Posts Tagged ‘music’


It’s a Paul McCartney and Wings world, and I don’t know how I feel about that

January 7th, 2012 at 8:01 pm ET

WingsOne evening last week, while I was cooking dinner, I had a sudden craving to listen to Paul McCartney — not new Paul McCartney, but old Paul McCartney and Wings. And so I put on an album and listened to it through while I cooked. But I don’t own the album, and didn’t actually put it “on” anything — I set my MacBook on the kitchen table, typed “Wings” into the search engine on Rdio,* and about ten seconds later I was listening.

I have mixed feelings about this. Obviously I like being able to listen to whatever comes into my head, when it comes into my head. But using music streaming services sometimes feels like a lot of work. I don’t necessarily want to be my own music programmer; editors and curators have a nonzero value to me. And while I like the idea of shared playlists in theory, in practice they mean I have to do a lot of goddam digging and listen to a lot of stuff I don’t really like when all I really feel like doing is putting on some music and going about my business.

I have less than no interest in curating my own playlists — I never understood the appeal. (Other music-related things I never understood the appeal of: watching music videos, making music videos, caring about music videos.) So usually what happens is I think of a song, or an artist, I put it on, then it ends and a few minutes later I realize I’m listening to… nothing. Obviously back in the prehistoric days (i.e., when I was 13) when people listened to music using “record players” and “cassette players,” one album at a time, this was always the way it was. But can’t computers fix it? Or something?

This is the reason I keep my subscription to Sirius XM streaming radio, even though I don’t listen to it that often. Maybe I should listen to it more, because it usually leaves me in a good mood.

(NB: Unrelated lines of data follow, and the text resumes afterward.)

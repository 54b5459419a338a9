//! Tool Execution Subsystem
//!
//! This module provides secure subprocess execution for agent tool calls.
//! It enforces strict security measures to prevent shell injection attacks
//! and runaway processes.
//!
//! # Security Features
//!
//! - **Command Whitelisting**: Only known-safe executables are allowed
//! - **List Invocation**: Commands are executed as lists, never through a shell
//! - **Argument Screening**: Metacharacters, destructive patterns, environment
//!   expansion and path traversal are rejected before anything is spawned
//! - **Restricted Environment**: Children start from a minimal environment
//! - **Timeout Enforcement**: Every execution can be bounded, with a two-phase kill
//! - **Resource Limits**: Memory and CPU ceilings enforced by a sampling monitor
//! - **Concurrency Ceiling**: A global cap on running children, with fail-fast admission
//!
//! # Architecture
//!
//! The module is organized into:
//! - `validator.rs`: Command validation and whitelisting
//! - `path_safety.rs`: Path normalisation and the pluggable path policy
//! - `executor.rs`: The execution engine
//! - `registry.rs`: Admission control and the table of running children
//! - `monitor.rs`: Memory/CPU sampling
//! - `timeout.rs`: Timeout and grace window
//! - `environment.rs`: Restricted child environment
//! - `options.rs`: Per-call options
//! - `output.rs`: Bounded output capture
//! - `process.rs`: Process-group signalling
//! - `error.rs`: Error taxonomy
//!
//! # Example
//!
//! ```no_run
//! use toolguard::tools::{ExecutionOptions, ToolExecutor};
//!
//! #[tokio::main]
//! async fn main() {
//!     let executor = ToolExecutor::new();
//!     let options = ExecutionOptions::default().with_timeout_ms(30_000);
//!
//!     let result = executor
//!         .execute("nmap", &["-sV", "scanme.nmap.org"], &options)
//!         .await;
//!
//!     println!("Exit code: {:?}", result.exit_code);
//!     println!("Stdout: {}", result.stdout);
//! }
//! ```

mod environment;
mod error;
mod executor;
mod monitor;
mod options;
mod output;
mod path_safety;
mod process;
mod registry;
mod timeout;
mod validator;

pub use environment::{EnvironmentPolicy, DEFAULT_PASSTHROUGH, DEFAULT_RESTRICTED_PATH};
pub use error::{ErrorKind, ExecutionError};
pub use executor::{ExecutionResult, ExecutorConfig, ToolExecutor};
pub use monitor::{
    attach, attach_with_sampler, LimitKind, MonitorConfig, MonitorHandle, ProcessSampler,
    ResourceLimits, ResourceSample, ResourceViolation, SysinfoSampler,
};
pub use options::{ExecutionOptions, DEFAULT_MAX_CONCURRENT_PROCESSES};
pub use path_safety::{DefaultPathSafety, PathSafety};
pub use registry::{ActiveExecution, AdmissionToken, ProcessRegistry, RegisteredProcess};
pub use timeout::{ExecutionTimeout, DEFAULT_GRACE};
pub use validator::{CommandValidationError, CommandValidator, RiskClass, SafeCommand};
//! toolguard Library
//!
//! Secure command execution for untrusted callers: allow-listed executables,
//! screened arguments, no shell, bounded time, memory, CPU and concurrency,
//! and guaranteed cleanup of every child process.
//!
//! The engine lives in [`tools`]. The remaining modules are the ambient stack
//! the `toolguard` binary is built from.

pub mod config;
pub mod logging;
pub mod metrics;
pub mod ops_server;
pub mod tools;
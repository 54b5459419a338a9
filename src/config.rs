// Configuration File Support
//
// This module provides configuration file parsing for toolguard.
// Supports TOML format with environment variable overrides.
// Configuration files are loaded from XDG config directory: ~/.config/toolguard/config.toml

use anyhow::{Context, Result};
use serde::{Deserialize, Serialize};
use std::fs;
use std::path::{Path, PathBuf};
use std::time::Duration;

use crate::tools::{
    CommandValidator, EnvironmentPolicy, ExecutionOptions, ExecutorConfig, MonitorConfig,
    ToolExecutor, DEFAULT_PASSTHROUGH, DEFAULT_RESTRICTED_PATH,
};

/// Prefix for environment variable overrides
const ENV_PREFIX: &str = "TOOLGUARD_";

/// Main configuration structure
#[derive(Debug, Clone, Serialize, Deserialize, PartialEq, Default)]
#[serde(default)]
pub struct Config {
    /// Logging configuration
    pub logging: LoggingConfig,

    /// Command execution policy
    pub execution: ExecutionConfig,

    /// Metrics / ops server configuration
    pub metrics: MetricsConfig,
}

/// Logging configuration
#[derive(Debug, Clone, Serialize, Deserialize, PartialEq)]
#[serde(default)]
pub struct LoggingConfig {
    /// Log level (trace, debug, info, warn, error)
    pub level: String,

    /// Log format (json, pretty, compact)
    pub format: String,

    /// Whether to log to file
    pub log_to_file: bool,

    /// Log file path (if log_to_file is true)
    pub log_file: Option<String>,
}

impl Default for LoggingConfig {
    fn default() -> Self {
        Self {
            level: "info".to_string(),
            format: "compact".to_string(),
            log_to_file: false,
            log_file: None,
        }
    }
}

/// Command execution policy
#[derive(Debug, Clone, Serialize, Deserialize, PartialEq)]
#[serde(default)]
pub struct ExecutionConfig {
    /// Executable names that may be run (empty means the built-in default list)
    pub allowed_commands: Vec<String>,

    /// Search path for bare command names (host PATH when unset)
    pub search_path: Option<String>,

    /// PATH handed to children running with a restricted environment
    pub restricted_path: String,

    /// Host variables copied into a restricted environment
    pub passthrough_env: Vec<String>,

    /// Milliseconds between SIGTERM and SIGKILL
    pub grace_period_ms: u64,

    /// Milliseconds between resource samples
    pub monitor_interval_ms: u64,

    /// Number of samples averaged for the CPU ceiling
    pub cpu_window_samples: usize,

    /// Options applied when a caller brings none
    pub defaults: ExecutionOptions,
}

impl Default for ExecutionConfig {
    fn default() -> Self {
        Self {
            allowed_commands: Vec::new(),
            search_path: None,
            restricted_path: DEFAULT_RESTRICTED_PATH.to_string(),
            passthrough_env: DEFAULT_PASSTHROUGH.iter().map(|s| s.to_string()).collect(),
            grace_period_ms: 2_000,
            monitor_interval_ms: 1_000,
            cpu_window_samples: 5,
            defaults: ExecutionOptions::default(),
        }
    }
}

impl ExecutionConfig {
    /// Validator for the configured allow-list and search path
    pub fn validator(&self) -> CommandValidator {
        let validator = if self.allowed_commands.is_empty() {
            CommandValidator::with_default_whitelist()
        } else {
            CommandValidator::with_whitelist(self.allowed_commands.clone())
        };

        match &self.search_path {
            Some(search_path) => validator.with_search_path(search_path),
            None => validator,
        }
    }

    /// Engine configuration derived from this policy
    pub fn executor_config(&self) -> ExecutorConfig {
        ExecutorConfig::default()
            .with_grace(Duration::from_millis(self.grace_period_ms))
            .with_monitor(MonitorConfig {
                interval: Duration::from_millis(self.monitor_interval_ms),
                cpu_window: self.cpu_window_samples,
            })
            .with_environment(EnvironmentPolicy::new(
                self.restricted_path.clone(),
                self.passthrough_env.clone(),
            ))
            .with_default_options(self.defaults.clone())
    }

    /// Build an executor for this policy
    pub fn build_executor(&self) -> ToolExecutor {
        ToolExecutor::from_parts(self.validator(), self.executor_config())
    }
}

/// Metrics configuration
#[derive(Debug, Clone, Serialize, Deserialize, PartialEq)]
#[serde(default)]
pub struct MetricsConfig {
    /// Whether to start the ops server alongside `run`
    pub enabled: bool,

    /// Port for the ops server
    pub port: u16,

    /// Address the ops server binds to
    pub bind_address: String,
}

impl Default for MetricsConfig {
    fn default() -> Self {
        Self {
            enabled: false,
            port: 9090,
            bind_address: "127.0.0.1".to_string(),
        }
    }
}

* Note: in a world divided between Rdio people and Spotify people, I am an Rdio person. Spotify makes it a bit easier to know what music your friends like, but that doesn’t help me much (no need to dwell on this, but a lot of the people I know are much younger than I am), and in all other ways I find the Spotify user interface exhaustingly hard to deal with.

Are conductors really necessary? Yes.

August 15th, 2010 at 7:00 pm ET

If your musical training (like mine) has left you with the ability to pick out “The Entertainer” and “Love Is Here to Stay” on the piano, and not much else, you’ve probably wondered, as I have, exactly what the point is of having a conductor up in front of an orchestra. The players all know the music, and know their instruments; everyone can keep a beat; why do you need that guy, anyway?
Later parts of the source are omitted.